Uma voz chamou de dentro.
“Entre.”
Aquele que segurava Rey obedeceu.
O corpo de Rey foi jogado no chão como um brinquedo descartado. Ater foi largado ao lado dele, enfraquecido e respirando com dificuldade.
Dentro de sua casa — o lugar de riso e calor — Lucielle e as crianças estavam imóveis. Estavam encharcados de sangue negro, afogados em algo que parecia um líquido corrupto e grosso que se assemelhava mais a óleo sujo do que a sangue.
Seus olhos vazios. Seus peitos imóveis.
Mortos.
“Não…”
A voz de Rey falhou. O mundo tremeu enquanto ele tentava se levantar, lágrimas escorrendo de seus olhos.
“Não, por favor — Lucielle — Aris — Myra — Elias — não—!”
Sentado em uma cadeira de madeira, reclinado como um rei em um trono, estava quem fizera isso. Chifres negros curvavam-se de seu crânio. Seus olhos eram poços sem fundo de escuridão sinistra, e a aura ao seu redor era mais que divina.
Era antiga — mais antiga do que qualquer coisa que Rey já havia presenciado.
“Eu sou Zagan,” disse a figura, sorrindo. “Um dos Doze Arquiducados que servem ao Deus Antigo do Caos.”
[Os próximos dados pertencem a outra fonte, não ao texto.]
//! Dashboard server binary
//!
//! Reads the YAML file named by `DASHBOARD_CONFIG` (defaults otherwise),
//! applies `PORT` / `MONGO_URI` overrides and serves the API.

use anyhow::Result;
use dashboard::config::{DashboardConfig, StorageBackend};
use dashboard::labels::{LabelStore, default_labels};
use dashboard::server::ServerBuilder;
use dashboard::storage::{InMemoryLabelStore, InMemoryOrderStore};
use tracing_subscriber::EnvFilter;

#[tokio::main]
async fn main() -> Result<()> {
    tracing_subscriber::fmt()
        .with_env_filter(EnvFilter::try_from_default_env().unwrap_or_else(|_| EnvFilter::new("info")))
        .init();

    let config = match std::env::var("DASHBOARD_CONFIG") {
        Ok(path) => DashboardConfig::from_yaml_file(&path)?,
        Err(_) => DashboardConfig::default(),
    }
    .apply_env_overrides();

    let addr = config.bind_address();
    let builder = match config.storage.backend {
        StorageBackend::InMemory => in_memory_builder().await?,
        StorageBackend::Mongodb => mongodb_builder(&config).await?,
    };

    builder.serve(&addr).await
}

async fn in_memory_builder() -> Result<ServerBuilder> {
    tracing::info!("Using in-memory storage");

    let labels = InMemoryLabelStore::new();
    labels.seed(default_labels()).await?;

    Ok(ServerBuilder::new()
        .with_order_store(InMemoryOrderStore::new())
        .with_label_store(labels))
}

#[cfg(feature = "mongodb_backend")]
async fn mongodb_builder(config: &DashboardConfig) -> Result<ServerBuilder> {
    use dashboard::storage::mongodb::{MongoLabelStore, MongoOrderStore, connect};

    let database = connect(&config.storage.uri, config.storage.database.as_deref()).await?;
    tracing::info!(database = %database.name(), "Connected to MongoDB");

    let orders = MongoOrderStore::new(database.clone());
    orders.ensure_indexes().await?;

    let labels = MongoLabelStore::new(database);
    let seeded = labels.seed(default_labels()).await?;
    if seeded > 0 {
        tracing::info!(count = seeded, "Default label configuration seeded");
    }

    Ok(ServerBuilder::new()
        .with_order_store(orders)
        .with_label_store(labels))
}

#[cfg(not(feature = "mongodb_backend"))]
async fn mongodb_builder(_config: &DashboardConfig) -> Result<ServerBuilder> {
    anyhow::bail!("storage backend 'mongodb' requires the `mongodb_backend` feature")
}
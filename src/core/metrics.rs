//! Summary statistics derived from aggregated groups

use super::aggregate::CustomerAggregate;
use super::order::month_label;
use super::pipeline::{Accumulator, Group, Pipeline};
use chrono::{DateTime, Datelike, Months, TimeZone, Utc};
use rust_decimal::Decimal;
use serde::Serialize;

/// Percentage change from `previous` to `current`
///
/// Falls back to 0 when there is no previous value to compare against.
pub fn growth_percent(current: Decimal, previous: Decimal) -> Decimal {
    if previous > Decimal::ZERO {
        (current - previous) / previous * Decimal::ONE_HUNDRED
    } else {
        Decimal::ZERO
    }
}

/// Arithmetic mean, 0 for an empty set
pub fn average(total: Decimal, count: usize) -> Decimal {
    if count == 0 {
        Decimal::ZERO
    } else {
        total / Decimal::from(count)
    }
}

/// The current and previous calendar months relative to `now` (UTC)
///
/// "This month" is open-ended: everything from the first of the month on.
/// "Last month" is the half-open range of the previous calendar month.
#[derive(Debug, Clone, Copy, PartialEq, Eq)]
pub struct MonthWindows {
    pub this_month_start: DateTime<Utc>,
    pub last_month_start: DateTime<Utc>,
}

impl MonthWindows {
    pub fn at(now: DateTime<Utc>) -> Self {
        let this_month_start = Utc
            .with_ymd_and_hms(now.year(), now.month(), 1, 0, 0, 0)
            .single()
            .unwrap_or(now);
        let last_month_start = this_month_start
            .checked_sub_months(Months::new(1))
            .unwrap_or(this_month_start);

        Self {
            this_month_start,
            last_month_start,
        }
    }

    pub fn in_this_month(&self, date: DateTime<Utc>) -> bool {
        date >= self.this_month_start
    }

    pub fn in_last_month(&self, date: DateTime<Utc>) -> bool {
        date >= self.last_month_start && date < self.this_month_start
    }
}

// =============================================================================
// Lifetime value tiers
// =============================================================================

/// Fixed lifetime-spend buckets, lower bound inclusive
#[derive(Debug, Clone, Copy, PartialEq, Eq)]
pub enum LtvTier {
    UnderTenK,
    TenToTwentyFiveK,
    TwentyFiveToFiftyK,
    FiftyKPlus,
}

impl LtvTier {
    /// Declaration order, which is also the output order
    pub const ALL: [LtvTier; 4] = [
        LtvTier::UnderTenK,
        LtvTier::TenToTwentyFiveK,
        LtvTier::TwentyFiveToFiftyK,
        LtvTier::FiftyKPlus,
    ];

    pub fn label(self) -> &'static str {
        match self {
            LtvTier::UnderTenK => "< $10k",
            LtvTier::TenToTwentyFiveK => "$10k-$25k",
            LtvTier::TwentyFiveToFiftyK => "$25k-$50k",
            LtvTier::FiftyKPlus => "$50k+",
        }
    }

    pub fn for_spend(spend: Decimal) -> Self {
        if spend < Decimal::from(10_000) {
            LtvTier::UnderTenK
        } else if spend < Decimal::from(25_000) {
            LtvTier::TenToTwentyFiveK
        } else if spend < Decimal::from(50_000) {
            LtvTier::TwentyFiveToFiftyK
        } else {
            LtvTier::FiftyKPlus
        }
    }

    fn index(self) -> usize {
        match self {
            LtvTier::UnderTenK => 0,
            LtvTier::TenToTwentyFiveK => 1,
            LtvTier::TwentyFiveToFiftyK => 2,
            LtvTier::FiftyKPlus => 3,
        }
    }
}

#[derive(Debug, Clone, PartialEq, Eq, Serialize)]
pub struct TierCount {
    pub tier: &'static str,
    pub count: usize,
}

/// Bucket each spend into its tier
///
/// All four tiers are always present, in declaration order.
pub fn ltv_distribution<I>(spends: I) -> Vec<TierCount>
where
    I: IntoIterator<Item = Decimal>,
{
    let mut counts = [0usize; 4];
    for spend in spends {
        counts[LtvTier::for_spend(spend).index()] += 1;
    }

    LtvTier::ALL
        .into_iter()
        .map(|tier| TierCount {
            tier: tier.label(),
            count: counts[tier.index()],
        })
        .collect()
}

// =============================================================================
// Acquisition cohorts
// =============================================================================

#[derive(Debug, Clone, PartialEq, Eq, Serialize)]
pub struct CohortPoint {
    pub month: &'static str,
    pub customers: usize,
}

#[derive(Debug, Default)]
struct Headcount(usize);

impl Accumulator<CustomerAggregate> for Headcount {
    fn accumulate(&mut self, _customer: &CustomerAggregate) {
        self.0 += 1;
    }
}

/// Customers per calendar month of their first order (any status)
///
/// Ordered January to December; months nobody joined in are absent.
pub fn acquisition_cohorts<I>(customers: I) -> Vec<CohortPoint>
where
    I: IntoIterator<Item = CustomerAggregate>,
{
    Pipeline::new(customers.into_iter().collect())
        .filter(|c: &CustomerAggregate| c.first_order_date.is_some())
        .group_by::<_, Headcount, _>(|c| c.first_order_date.map_or(0, |d| d.month()))
        .sort_with(|a, b| a.key.cmp(&b.key))
        .map(|Group { key, value }| CohortPoint {
            month: month_label(key),
            customers: value.0,
        })
        .into_vec()
}
//! Route tables for the dashboard API

use super::handlers::{
    AppState, customer_acquisition, customer_summary, dashboard_summary, get_label, health_check,
    list_customers, list_labels, list_orders, ltv_distribution, monthly_revenue,
    revenue_by_region, root, update_label,
};
use axum::{Router, routing::get};

/// Liveness and health check routes
///
/// - GET / - plain-text liveness
/// - GET /health, GET /healthz - JSON health status
pub fn build_health_routes() -> Router {
    Router::new()
        .route("/", get(root))
        .route("/health", get(health_check))
        .route("/healthz", get(health_check))
}

/// Report routes
///
/// - GET /orders - paginated orders
/// - GET /customers - paginated qualified customers
/// - GET /customers/summary, /customers/acquisition, /customers/ltv-distribution
/// - GET /dashboard/revenue, /dashboard/revenue-by-region, /dashboard/summary
pub fn build_report_routes(state: AppState) -> Router {
    Router::new()
        .route("/orders", get(list_orders))
        .route("/customers", get(list_customers))
        .route("/customers/summary", get(customer_summary))
        .route("/customers/acquisition", get(customer_acquisition))
        .route("/customers/ltv-distribution", get(ltv_distribution))
        .route("/dashboard/revenue", get(monthly_revenue))
        .route("/dashboard/revenue-by-region", get(revenue_by_region))
        .route("/dashboard/summary", get(dashboard_summary))
        .with_state(state)
}

/// Label routes
///
/// - GET /labels - all labels
/// - GET /labels/{key} - one label
/// - PUT /labels/{key} - replace a label's value
pub fn build_label_routes(state: AppState) -> Router {
    Router::new()
        .route("/labels", get(list_labels))
        .route("/labels/{key}", get(get_label).put(update_label))
        .with_state(state)
}
//! Report operations behind the HTTP endpoints
//!
//! Each operation is a plain async function over a [`crate::core::OrderStore`],
//! so reports can be computed without going through HTTP.

pub mod customers;
pub mod dashboard;
pub mod orders;

pub use customers::{
    CustomerRow, CustomerSummary, customer_acquisition, customer_summary, list_customers,
    ltv_distribution,
};
pub use dashboard::{
    DashboardSummary, RegionRevenue, RevenuePoint, dashboard_summary, monthly_revenue,
    revenue_by_region,
};
pub use orders::{OrderSortKey, list_orders};
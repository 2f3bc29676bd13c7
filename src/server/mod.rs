//! Server module for building the dashboard HTTP server
//!
//! This module provides a `ServerBuilder` that registers:
//! - Liveness and health routes
//! - Report routes for orders, customers and the dashboard
//! - Label routes

pub mod builder;
pub mod handlers;
pub mod router;

pub use builder::ServerBuilder;
pub use handlers::AppState;
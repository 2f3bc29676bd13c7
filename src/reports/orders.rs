//! Paginated order listing

use crate::core::{
    DashboardResult, ListParams, Order, OrderStore, PaginatedResponse, Pipeline, SortableBy,
};
use std::cmp::Ordering;
use std::str::FromStr;

/// Default sort field for `/orders`
pub const DEFAULT_SORT_KEY: &str = "amount";

/// Sortable fields of an order
#[derive(Debug, Clone, Copy, PartialEq, Eq)]
pub enum OrderSortKey {
    OrderId,
    Customer,
    Date,
    Amount,
    Status,
    Region,
}

impl FromStr for OrderSortKey {
    type Err = String;

    fn from_str(s: &str) -> Result<Self, Self::Err> {
        match s {
            "orderId" => Ok(OrderSortKey::OrderId),
            "customer" => Ok(OrderSortKey::Customer),
            "date" => Ok(OrderSortKey::Date),
            "amount" => Ok(OrderSortKey::Amount),
            "status" => Ok(OrderSortKey::Status),
            "region" => Ok(OrderSortKey::Region),
            other => Err(format!("unknown order sort key '{}'", other)),
        }
    }
}

impl SortableBy<OrderSortKey> for Order {
    fn compare_by(&self, other: &Self, key: OrderSortKey) -> Ordering {
        match key {
            OrderSortKey::OrderId => self.order_id.cmp(&other.order_id),
            OrderSortKey::Customer => self.customer.cmp(&other.customer),
            OrderSortKey::Date => self.date.cmp(&other.date),
            OrderSortKey::Amount => self.amount.cmp(&other.amount),
            OrderSortKey::Status => self.status.code().cmp(&other.status.code()),
            OrderSortKey::Region => self.region.as_str().cmp(other.region.as_str()),
        }
    }
}

/// One page of orders matching the request filters
///
/// The total is counted with a separate store query that runs concurrently
/// with the data query.
pub async fn list_orders(
    store: &dyn OrderStore,
    params: ListParams,
) -> DashboardResult<PaginatedResponse<Order>> {
    tracing::debug!(
        page = params.page.page,
        page_size = params.page.page_size,
        sort_key = %params.sort.key,
        "listing orders"
    );

    let (total, orders) = tokio::try_join!(store.count(&params.filter), store.find(&params.filter))?;

    let data = Pipeline::new(orders)
        .sort_by(params.sort.resolve::<OrderSortKey>(), params.sort.direction)
        .paginate(params.page);

    Ok(PaginatedResponse::new(data, total, params.page))
}
//! Tests for the typed error handling system
//!
//! These tests verify that:
//! - Errors return correct HTTP status codes
//! - Error responses are properly formatted
//! - Store failures never leak their internal detail

use async_trait::async_trait;
use axum::http::StatusCode;
use axum::response::IntoResponse;
use axum_test::TestServer;
use dashboard::core::{ConfigError, LabelError, OrderFilter, RequestError};
use dashboard::prelude::*;
use dashboard::storage::InMemoryLabelStore;
use serde_json::Value;

/// Order store whose every call fails
struct UnreachableStore;

#[async_trait]
impl OrderStore for UnreachableStore {
    async fn find(&self, _filter: &OrderFilter) -> Result<Vec<Order>, StorageError> {
        Err(StorageError::ConnectionError {
            backend: "MongoDB".to_string(),
            message: "connection refused at 10.0.0.7:27017".to_string(),
        })
    }

    async fn count(&self, _filter: &OrderFilter) -> Result<usize, StorageError> {
        Err(StorageError::query("MongoDB", "aggregate failed: $group exceeded memory"))
    }
}

fn failing_server() -> TestServer {
    let router = ServerBuilder::new()
        .with_order_store(UnreachableStore)
        .with_label_store(InMemoryLabelStore::new())
        .build()
        .unwrap();
    TestServer::try_new(router).unwrap()
}

// =============================================================================
// HTTP Status Code Tests
// =============================================================================

mod status_code_tests {
    use super::*;

    #[test]
    fn test_storage_error_returns_500() {
        let err = DashboardError::Storage(StorageError::Unavailable {
            backend: "in-memory".to_string(),
        });
        assert_eq!(err.status_code(), StatusCode::INTERNAL_SERVER_ERROR);
    }

    #[test]
    fn test_label_not_found_returns_404() {
        let err = DashboardError::Label(LabelError::NotFound {
            key: "table".to_string(),
        });
        assert_eq!(err.status_code(), StatusCode::NOT_FOUND);
    }

    #[test]
    fn test_invalid_body_returns_400() {
        let err = DashboardError::Request(RequestError::InvalidBody {
            message: "expected value".to_string(),
        });
        assert_eq!(err.status_code(), StatusCode::BAD_REQUEST);
    }

    #[test]
    fn test_config_error_returns_500() {
        let err = DashboardError::Config(ConfigError::MissingComponent {
            component: "OrderStore".to_string(),
        });
        assert_eq!(err.status_code(), StatusCode::INTERNAL_SERVER_ERROR);
        assert_eq!(err.error_code(), "CONFIG_ERROR");
        assert_eq!(err.public_message(), "Internal server error");
    }
}

// =============================================================================
// Response Conversion Tests
// =============================================================================

mod response_tests {
    use super::*;

    #[test]
    fn test_into_response_status() {
        let response = DashboardError::from(StorageError::IntegrityError {
            message: "field 'date' is missing".to_string(),
        })
        .into_response();
        assert_eq!(response.status(), StatusCode::INTERNAL_SERVER_ERROR);

        let response = DashboardError::from(LabelError::NotFound {
            key: "x".to_string(),
        })
        .into_response();
        assert_eq!(response.status(), StatusCode::NOT_FOUND);
    }

    #[test]
    fn test_error_response_omits_empty_details() {
        let err = DashboardError::from(RequestError::InvalidBody {
            message: "EOF while parsing".to_string(),
        });
        let json = serde_json::to_value(err.to_response()).unwrap();
        assert_eq!(json["code"], "INVALID_BODY");
        assert!(json.get("details").is_none());
    }
}

// =============================================================================
// Store failures over HTTP
// =============================================================================

mod store_failure_tests {
    use super::*;

    #[tokio::test]
    async fn test_every_report_route_fails_generically() {
        let server = failing_server();

        for path in [
            "/orders",
            "/customers",
            "/customers/summary",
            "/customers/acquisition",
            "/customers/ltv-distribution",
            "/dashboard/revenue",
            "/dashboard/revenue-by-region",
            "/dashboard/summary",
        ] {
            let response = server.get(path).expect_failure().await;
            response.assert_status(StatusCode::INTERNAL_SERVER_ERROR);

            let body: Value = response.json();
            assert_eq!(body["message"], "Internal server error", "route {}", path);
            assert_eq!(body["code"], "STORAGE_ERROR");

            let text = response.text();
            assert!(!text.contains("10.0.0.7"), "route {} leaked detail", path);
            assert!(!text.contains("$group"), "route {} leaked detail", path);
        }
    }

    #[tokio::test]
    async fn test_health_survives_store_failure() {
        let server = failing_server();
        server.get("/health").await.assert_status_ok();
        server.get("/labels").await.assert_status_ok();
    }

    #[tokio::test]
    async fn test_report_function_propagates_storage_error() {
        let result = list_orders(&UnreachableStore, ReportQuery::default().into_params("amount")).await;
        assert!(matches!(result, Err(DashboardError::Storage(_))));
    }
}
Ater, apesar de sua dor, gemeu em pura recusa.
Rey olhou, despedaçado. “Por quê…?”
“Você cometeu um erro,” Zagan disse, voz suave como seda e afiada como navalhas. “Quando aqueles Anjos incompetentes não conseguiram rastrear sua pequena realidade de bolso, nós caçamos. Nós encontramos. E agora, por causa do que você fez, você se tornou uma ameaça.”
Ater tentou falar, mas tossiu sangue.
Zagan olhou para ele com curiosidade. “Você… sua presença me é familiar.”
Seus olhos se estreitaram.
“Não importa,” ele disse.
“Vamos queimar este mundo até as cinzas. E vocês dois—” ele apontou para Rey e Ater “—vão assistir. Impotentes.”
Rey cerrou os punhos. Raiva e dor fundiram-se em algo profano. Ele tentou se levantar. Ele tentou falar. Mas ele não conseguiu.
Ele nunca se sentiu tão quebrado.
Tão fraco.
“Vou deixar você fazer uma pergunta,” Zagan ofereceu de forma zombeteira. “Um presente… antes da aniquilação.”
Rey levantou a cabeça, sua voz baixa mas fria.
“Você acha… que vai viver… depois de fazer isso… com minha família?”
Zagan sorriu.
“O mundo de H’Trae não passa de um grão,” ele disse. “E você, verme patético, é ainda menos.”
Ele se levantou, erguendo-se sobre ambos, sombras se estendendo atrás dele como garras.
“Este é o fim da linha,” ele declarou. “Tudo sobre sua história termina… aqui.”
E Rey só pôde assistir as sombras se fecharem enquanto a voz esmagadora de Zagan ecoava em todo o mundo — tudo o que ele conhecia e amava.
“Agora assista enquanto destruímos tudo.”